Though nearly everyone saw the bubble in 1999, it was hard to tell when it would be over, and the money was too good and too easy to not participate. Burned by too many false alarms, investors were still buying on the dip or hanging on to their portfolios, hoping for the best, even as the hot air was hissing out of the bubble, destroying their wealth, the gains they’d already paid taxes on, and their idea of how they’d retire. Same in 2007. It’s easy to see a bubble. It’s harder than heck to see when it ends.

But a stock bubble cannot deflate until after retail investors have poured their money into it – the purpose of a bubble being redistribution of wealth from latecomers who put their hard-earned life savings at risk to early investors with access to the Fed’s free money. Stocks are a zero-sum game. Every share bought by a late retail investor must be sold by an earlier investor. When retail investors finally pour money into the market, they’re handing it to those who are pulling their money out – and end up holding the bag. This is the tail end of the Fed’s “wealth effect.”

And retail investors have been throwing their money into the stock market with gusto. For the first 10 months this year, they handed $172 billion to early investors, the most since 2000. In one week alone, ended October 23, they threw $9.2 billion at US stock funds, the highest since weekly records began in 2007, Bloomberg reported. And early investors took that money and ran.

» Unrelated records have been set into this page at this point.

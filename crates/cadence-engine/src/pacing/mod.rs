//! Frame pacing.
//!
//! A redraw creates a [`Submission`]; frame-ready and presentation feedback walk it through
//! its lifecycle; on resolution the [`predictor`] computes the next target time and the
//! window's [`Scheduler`] holds it until the next idle pass. [`Pacer`] ties these together
//! for every window.

mod feedback;
mod pacer;
pub mod predictor;
mod scheduler;
mod submission;
mod window;

pub use feedback::FeedbackWarnings;
pub use pacer::{apply_global_event, Pacer, PacerConfig};
pub use predictor::{PeriodSource, Prediction};
pub use scheduler::Scheduler;
pub use submission::{Outcome, Released, Resolved, Submission, SubmissionId, SubmissionState};
pub use window::{FrameStats, WindowState};
use crate::error::SetupError;

/// Picks a surface format whose pixels take `bits` bits.
///
/// 32-bit buffers prefer an sRGB format.
pub(crate) fn choose_surface_format(
    formats: &[wgpu::TextureFormat],
    bits: u32,
) -> Result<wgpu::TextureFormat, SetupError> {
    let matching: Vec<wgpu::TextureFormat> = formats
        .iter()
        .copied()
        .filter(|f| f.block_copy_size(None).map(|bytes| bytes * 8) == Some(bits))
        .collect();

    if bits == 32 {
        let preferred = [
            wgpu::TextureFormat::Bgra8UnormSrgb,
            wgpu::TextureFormat::Rgba8UnormSrgb,
        ];
        for f in preferred {
            if matching.contains(&f) {
                return Ok(f);
            }
        }
    }

    matching
        .first()
        .copied()
        .ok_or(SetupError::NoSurfaceFormat(bits))
}

/// An opaque surface needs an opaque alpha mode; otherwise the first supported mode that
/// blends is preferred.
pub(crate) fn choose_alpha_mode(
    supported: &[wgpu::CompositeAlphaMode],
    opaque: bool,
) -> wgpu::CompositeAlphaMode {
    let wanted: &[wgpu::CompositeAlphaMode] = if opaque {
        &[wgpu::CompositeAlphaMode::Opaque]
    } else {
        &[
            wgpu::CompositeAlphaMode::PreMultiplied,
            wgpu::CompositeAlphaMode::PostMultiplied,
        ]
    };

    wanted
        .iter()
        .copied()
        .find(|m| supported.contains(m))
        .or_else(|| supported.first().copied())
        .unwrap_or(wgpu::CompositeAlphaMode::Auto)
}

pub(crate) fn choose_present_mode(vsync: bool) -> wgpu::PresentMode {
    if vsync {
        wgpu::PresentMode::Fifo
    } else {
        wgpu::PresentMode::AutoNoVsync
    }
}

Total funds allocated to equities hit 57%. There were only two times in the last 20 years when they were higher: in the late 1990s before the bubble imploded, and just before the 2007-2009 financial crisis. Not exactly soothing data points.

But just because it’s a bubble doesn’t mean it’s going to implode anytime soon. It’s during bubbles that you can make the mostest the fastest. The fact that it has already been driven to irrational heights proves that it can be driven to even more irrational heights; there’s no rational limit to irrational heights. The extent to which bubbles can grow has a nasty tendency to surprise those who see them and bet against them. Me included. In October 1999, I was a few months early and lost my shirt.

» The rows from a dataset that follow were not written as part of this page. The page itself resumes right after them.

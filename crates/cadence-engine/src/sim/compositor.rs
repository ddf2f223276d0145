use std::collections::VecDeque;
use std::io;

use crate::output::{ModeFlags, OutputId};
use crate::pacing::{Released, SubmissionId};
use crate::protocol::{
    Event, FeedbackEvent, FrameEvent, Interface, OutputEvent, PresentFlags, PresentationEvent,
    RegistryEvent, SurfaceEvent, WindowId,
};
use crate::runtime::{CancelToken, Connection, Flush, Interest, Readiness, Requests};
use crate::time::{millihz_to_nsec, ClockId, ManualClock, Timestamp, NSEC_PER_SEC};

/// Registry name of the first simulated output; further outputs follow.
const FIRST_OUTPUT: u32 = 10;

/// Behaviour of the simulated compositor.
#[derive(Debug, Clone)]
pub struct SimConfig {
    /// Number of outputs advertised.
    pub outputs: u32,
    /// Refresh rate of every output, in millihertz.
    pub refresh_mhz: i32,
    /// Whether presented events carry the refresh period (otherwise zero).
    pub report_refresh: bool,
    /// Whether the presentation global is advertised.
    pub presentation: bool,
    pub clock_id: ClockId,
    /// Whether the presentation clock id is announced.
    pub send_clock_id: bool,
    pub flags: PresentFlags,
    /// Discard every n-th commit; zero never discards.
    pub discard_every: u64,
    /// Commits past this count are ignored, after which the compositor goes quiet and hangs up.
    pub max_frames: Option<u64>,
    /// Requests accepted per flush before the transport reports it would block.
    pub write_capacity: usize,
}

impl Default for SimConfig {
    fn default() -> Self {
        Self {
            outputs: 1,
            refresh_mhz: 60_000,
            report_refresh: true,
            presentation: true,
            clock_id: ClockId::MONOTONIC,
            send_clock_id: true,
            flags: PresentFlags::quality(),
            discard_every: 0,
            max_frames: None,
            write_capacity: 64,
        }
    }
}

/// Counters the simulated compositor keeps about what it received.
#[derive(Debug, Clone, Copy, Default, PartialEq, Eq)]
pub struct SimStats {
    pub commits: u64,
    pub presented: u64,
    pub discarded: u64,
    pub released: u64,
    /// Flushes that stopped at the write capacity.
    pub blocked_flushes: u64,
    pub roundtrips: u32,
}

#[derive(Debug, Clone, Copy, PartialEq, Eq)]
enum Request {
    CreateSurface(WindowId),
    Frame(WindowId, SubmissionId),
    Feedback(WindowId, SubmissionId),
    Commit(WindowId, SubmissionId),
    Release(WindowId, SubmissionId),
    DestroySurface(WindowId),
}

/// Deterministic in-process compositor driven by virtual vblanks.
///
/// Time only moves when the event loop blocks: [`Connection::wait`] advances the manual
/// clock to the next scheduled event. Every commit is shown at the first vblank after it.
#[derive(Debug)]
pub struct SimCompositor {
    config: SimConfig,
    clock: ManualClock,
    period_ns: u64,

    outgoing: VecDeque<Request>,
    frames: Vec<(WindowId, SubmissionId)>,
    feedbacks: Vec<(WindowId, SubmissionId)>,
    surfaces: Vec<WindowId>,

    /// Events due at a future instant, in instant order.
    scheduled: Vec<(Timestamp, Event)>,
    /// Arrived but not yet read.
    socket: VecDeque<Event>,
    /// Read and waiting for dispatch.
    queue: VecDeque<Event>,
    read_prepared: bool,

    cancel_on: Option<(u64, CancelToken)>,
    stats: SimStats,
}

impl SimCompositor {
    pub fn new(config: SimConfig) -> Self {
        Self::with_clock(config, ManualClock::new(Timestamp::new(1_000, 0)))
    }

    pub fn with_clock(config: SimConfig, clock: ManualClock) -> Self {
        let period_ns = u32::try_from(config.refresh_mhz)
            .ok()
            .and_then(millihz_to_nsec)
            .unwrap_or(NSEC_PER_SEC / 60);

        Self {
            config,
            clock,
            period_ns,
            outgoing: VecDeque::new(),
            frames: Vec::new(),
            feedbacks: Vec::new(),
            surfaces: Vec::new(),
            scheduled: Vec::new(),
            socket: VecDeque::new(),
            queue: VecDeque::new(),
            read_prepared: false,
            cancel_on: None,
            stats: SimStats::default(),
        }
    }

    /// Clock shared with the client; hand a clone to the pacer.
    pub fn clock(&self) -> ManualClock {
        self.clock.clone()
    }

    pub fn stats(&self) -> SimStats {
        self.stats
    }

    pub fn period_ns(&self) -> u64 {
        self.period_ns
    }

    pub fn read_prepared(&self) -> bool {
        self.read_prepared
    }

    pub fn output_ids(&self) -> impl Iterator<Item = OutputId> {
        (0..self.config.outputs).map(|i| OutputId(FIRST_OUTPUT + i))
    }

    /// Cancels `token` when the given commit arrives, as a signal would mid-run.
    pub fn cancel_on_commit(&mut self, commit: u64, token: CancelToken) {
        self.cancel_on = Some((commit, token));
    }

    /// Delivers an arbitrary event on the next read.
    pub fn inject(&mut self, event: Event) {
        self.socket.push_back(event);
    }

    /// Unplugs an output.
    pub fn remove_output(&mut self, output: OutputId) {
        self.socket
            .push_back(Event::Registry(RegistryEvent::GlobalRemove { name: output.0 }));
    }

    fn globals(&self) -> Vec<Event> {
        let mut events = Vec::new();
        let mut advertise = |name: u32, interface: Interface, version: u32| {
            events.push(Event::Registry(RegistryEvent::Global {
                name,
                interface: interface.name().to_string(),
                version,
            }));
        };

        advertise(1, Interface::Compositor, 4);
        advertise(2, Interface::Shell, 1);
        advertise(4, Interface::Shm, 1);
        advertise(5, Interface::Seat, 5);
        if self.config.presentation {
            advertise(3, Interface::Presentation, 1);
        }
        for id in self.output_ids() {
            advertise(id.0, Interface::Output, 2);
        }
        events
    }

    fn bound_state(&self) -> Vec<Event> {
        let mut events = Vec::new();

        for (i, output) in self.output_ids().enumerate() {
            let batch = [
                OutputEvent::Geometry {
                    mm_width: 520,
                    mm_height: 290,
                    make: "cadence".to_string(),
                    model: format!("virtual-{i}"),
                    transform: 0,
                },
                OutputEvent::Mode {
                    flags: ModeFlags::CURRENT | ModeFlags::PREFERRED,
                    width: 1920,
                    height: 1080,
                    refresh_mhz: self.config.refresh_mhz,
                },
                OutputEvent::Scale(1),
                OutputEvent::Done,
            ];
            events.extend(batch.into_iter().map(|event| Event::Output { output, event }));
        }

        if self.config.presentation && self.config.send_clock_id {
            events.push(Event::Presentation(PresentationEvent::ClockId(
                self.config.clock_id.0,
            )));
        }
        events
    }

    /// The output new surfaces land on and frames sync to.
    fn primary_output(&self) -> Option<OutputId> {
        self.output_ids().last()
    }

    fn next_vblank(&self) -> Timestamp {
        let now = self.clock.now();
        let now_ns = now.secs.saturating_mul(NSEC_PER_SEC).saturating_add(u64::from(now.nanos));
        let vblank = (now_ns / self.period_ns + 1).saturating_mul(self.period_ns);
        Timestamp::from_nanos(vblank)
    }

    fn schedule(&mut self, at: Timestamp, event: Event) {
        let idx = self.scheduled.partition_point(|(t, _)| *t <= at);
        self.scheduled.insert(idx, (at, event));
    }

    fn process(&mut self, request: Request) {
        match request {
            Request::CreateSurface(window) => {
                self.surfaces.push(window);
                if let Some(output) = self.primary_output() {
                    self.socket.push_back(Event::Surface {
                        window,
                        event: SurfaceEvent::Enter(output),
                    });
                }
            }
            Request::Frame(w, s) => self.frames.push((w, s)),
            Request::Feedback(w, s) => self.feedbacks.push((w, s)),
            Request::Commit(window, submission) => self.accept_commit(window, submission),
            Request::Release(window, submission) => {
                self.stats.released += 1;
                self.frames.retain(|&k| k != (window, submission));
                self.feedbacks.retain(|&k| k != (window, submission));
                self.scheduled
                    .retain(|(_, ev)| addressed_submission(ev) != Some((window, submission)));
            }
            Request::DestroySurface(window) => {
                self.surfaces.retain(|&w| w != window);
                self.scheduled
                    .retain(|(_, ev)| addressed_submission(ev).map(|(w, _)| w) != Some(window));
            }
        }
    }

    fn accept_commit(&mut self, window: WindowId, submission: SubmissionId) {
        self.stats.commits += 1;
        let n = self.stats.commits;

        if let Some((at, token)) = &self.cancel_on {
            if *at == n {
                token.cancel();
            }
        }

        let key = (window, submission);
        let wants_frame = self.frames.contains(&key);
        let wants_feedback = self.feedbacks.contains(&key);
        self.frames.retain(|&k| k != key);
        self.feedbacks.retain(|&k| k != key);

        if self.config.max_frames.is_some_and(|max| n > max) {
            log::debug!("sim: commit {n} past the frame budget, ignored");
            return;
        }

        let vblank = self.next_vblank();

        if wants_frame {
            let callback_data = (vblank.secs * 1_000 + u64::from(vblank.nanos) / 1_000_000) as u32;
            self.schedule(
                vblank,
                Event::Frame {
                    window,
                    submission,
                    event: FrameEvent::Done { callback_data },
                },
            );
        }

        if !wants_feedback {
            return;
        }

        if let Some(output) = self.primary_output() {
            self.schedule(
                vblank,
                Event::Feedback {
                    window,
                    submission,
                    event: FeedbackEvent::SyncOutput(output),
                },
            );
        }

        let event = if self.config.discard_every > 0 && n % self.config.discard_every == 0 {
            self.stats.discarded += 1;
            FeedbackEvent::Discarded
        } else {
            self.stats.presented += 1;
            let refresh = if self.config.report_refresh {
                u32::try_from(self.period_ns).unwrap_or(0)
            } else {
                0
            };
            FeedbackEvent::presented(vblank, refresh, n, self.config.flags)
        };
        self.schedule(
            vblank,
            Event::Feedback {
                window,
                submission,
                event,
            },
        );
    }

    fn push(&mut self, request: Request) -> io::Result<()> {
        self.outgoing.push_back(request);
        Ok(())
    }
}

fn addressed_submission(event: &Event) -> Option<(WindowId, SubmissionId)> {
    match event {
        Event::Frame {
            window, submission, ..
        }
        | Event::Feedback {
            window, submission, ..
        } => Some((*window, *submission)),
        _ => None,
    }
}

impl Requests for SimCompositor {
    fn create_surface(&mut self, window: WindowId) -> io::Result<()> {
        self.push(Request::CreateSurface(window))
    }

    fn request_frame(&mut self, window: WindowId, submission: SubmissionId) -> io::Result<()> {
        self.push(Request::Frame(window, submission))
    }

    fn request_feedback(&mut self, window: WindowId, submission: SubmissionId) -> io::Result<()> {
        self.push(Request::Feedback(window, submission))
    }

    fn commit(&mut self, window: WindowId, submission: SubmissionId, _target_time: u64) -> io::Result<()> {
        self.push(Request::Commit(window, submission))
    }

    fn release(&mut self, window: WindowId, submission: SubmissionId, handles: Released) -> io::Result<()> {
        if handles.frame || handles.feedback {
            self.push(Request::Release(window, submission))?;
        }
        Ok(())
    }

    fn destroy_surface(&mut self, window: WindowId) -> io::Result<()> {
        self.push(Request::DestroySurface(window))
    }
}

impl Connection for SimCompositor {
    fn roundtrip(&mut self) -> io::Result<Vec<Event>> {
        while let Some(request) = self.outgoing.pop_front() {
            self.process(request);
        }

        self.stats.roundtrips += 1;
        let mut events: Vec<Event> = self.queue.drain(..).chain(self.socket.drain(..)).collect();
        match self.stats.roundtrips {
            1 => events.extend(self.globals()),
            2 => events.extend(self.bound_state()),
            _ => {}
        }
        Ok(events)
    }

    fn dispatch_pending(&mut self) -> Vec<Event> {
        self.queue.drain(..).collect()
    }

    fn prepare_read(&mut self) -> bool {
        if !self.queue.is_empty() {
            return false;
        }
        debug_assert!(!self.read_prepared, "read prepared twice");
        self.read_prepared = true;
        true
    }

    fn flush(&mut self) -> io::Result<Flush> {
        for _ in 0..self.config.write_capacity {
            let Some(request) = self.outgoing.pop_front() else {
                break;
            };
            self.process(request);
        }

        if self.outgoing.is_empty() {
            Ok(Flush::Done)
        } else {
            self.stats.blocked_flushes += 1;
            Ok(Flush::WouldBlock)
        }
    }

    fn wait(&mut self, interest: Interest) -> io::Result<Readiness> {
        if self.socket.is_empty() {
            if let Some(&(at, _)) = self.scheduled.first() {
                if at > self.clock.now() {
                    self.clock.set(at);
                }
                let due = self.scheduled.partition_point(|(t, _)| *t <= at);
                self.socket
                    .extend(self.scheduled.drain(..due).map(|(_, ev)| ev));
            }
        }

        let readable = !self.socket.is_empty();
        let writable = interest.writable;
        Ok(Readiness {
            readable,
            writable,
            hangup: !readable && !writable,
        })
    }

    fn read_events(&mut self) -> io::Result<()> {
        if !self.read_prepared {
            return Err(io::Error::other("read without prepare"));
        }
        self.read_prepared = false;
        self.queue.extend(self.socket.drain(..));
        Ok(())
    }

    fn cancel_read(&mut self) {
        self.read_prepared = false;
    }
}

But this time, it’s different. In 1999, the economy was booming, unemployment was as low as it could get, the employment-population ratio was hitting all-time highs, corporate earnings were growing…. And the S&P 500 rose 19.5%, closing on the high for the year. That was less than three months before the bubble blew up.

This year, the economy is sluggish, unemployment is doggedly high, the employment-population ratio is stuck near multi-decade lows, corporate earnings are stagnating, and revenues have trouble keeping up with inflation. Real wages have declined since 2000, poverty rates are up, the number of people needing assistance to put food on the table has soared…. And the S&P 500 so far this year has jumped 26.5%. With Wall Street clamoring for a Santa rally, people are now envisioning 30% or even 40%. And it’s already up 164% from March 2009.

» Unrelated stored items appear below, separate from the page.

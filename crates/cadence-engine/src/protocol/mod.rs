//! Inbound compositor events and registry state.
//!
//! Events are a tagged union per object category. The transport decodes wire messages
//! into [`Event`] values; the pacer matches on them.

mod events;
mod globals;

pub use events::{
    Event, FeedbackEvent, FrameEvent, Interface, OutputEvent, PresentFlags, PresentationEvent,
    RegistryEvent, SurfaceEvent, WindowId,
};
pub use globals::{ClockSource, DisplayGlobals};
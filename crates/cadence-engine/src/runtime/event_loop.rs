use std::io;

use crate::error::PacingResult;
use crate::pacing::Pacer;
use crate::time::PhysicalClock;

use super::cancel::CancelToken;
use super::connection::{Connection, Flush, Interest, Readiness};

/// Why [`run_loop`] returned.
#[derive(Debug, Copy, Clone, PartialEq, Eq)]
pub enum LoopExit {
    Cancelled,
    /// The peer closed the connection.
    Hangup,
}

/// Drives `pacer` over `conn` until cancelled, hung up, or a fatal error.
///
/// Each iteration: dispatch queued events, run one idle pass, prepare a read, flush, block,
/// then read or cancel the prepared read. The cancellation token is checked once per
/// iteration, before any work starts.
pub fn run_loop<C, T>(pacer: &mut Pacer<C>, conn: &mut T, cancel: &CancelToken) -> PacingResult<LoopExit>
where
    C: PhysicalClock,
    T: Connection + ?Sized,
{
    while !cancel.is_cancelled() {
        dispatch(pacer, conn)?;
        pacer.idle_pass(conn)?;

        while !conn.prepare_read() {
            dispatch(pacer, conn)?;
        }

        let readiness = match flush_and_wait(conn) {
            Ok(r) => r,
            Err(err) => {
                conn.cancel_read();
                return Err(err.into());
            }
        };

        if readiness.readable {
            conn.read_events()?;
        } else {
            conn.cancel_read();
        }

        if readiness.writable {
            // Retried on the next iteration if still full.
            conn.flush()?;
        }

        if readiness.hangup {
            dispatch(pacer, conn)?;
            log::info!("compositor hung up");
            return Ok(LoopExit::Hangup);
        }
    }

    log::info!("cancelled");
    Ok(LoopExit::Cancelled)
}

fn dispatch<C: PhysicalClock, T: Connection + ?Sized>(pacer: &mut Pacer<C>, conn: &mut T) -> PacingResult<()> {
    for event in conn.dispatch_pending() {
        pacer.handle(event)?;
    }
    Ok(())
}

fn flush_and_wait<T: Connection + ?Sized>(conn: &mut T) -> io::Result<Readiness> {
    let interest = match conn.flush()? {
        Flush::Done => Interest::READ,
        Flush::WouldBlock => {
            log::trace!("outgoing buffer full, waiting for writability");
            Interest::READ_WRITE
        }
    };
    conn.wait(interest)
}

The near universal giddy bullishness is much broader than it was in 1999. Back then, tech and internet stocks stole the show, and it didn’t take some of them long to double. The bullish fury was concentrated on them. But they were a small part of the whole. Hence the Nasdaq’s meltup, while the S&P 500 “only” rose 19.5%. This time around, the giddy bullishness has infected the broader stock market – the sums involved are much larger. And so are the risks.

And there’s something else that’s different this time: five years of the Fed’s QE and ZIRP. That’s what keeps this bubble inflated for now. The ride to new riches remains intact. And there’s nothing to worry about. Not today, and maybe not tomorrow. And when the day comes, the sell button is just a quarter inch away. For everyone!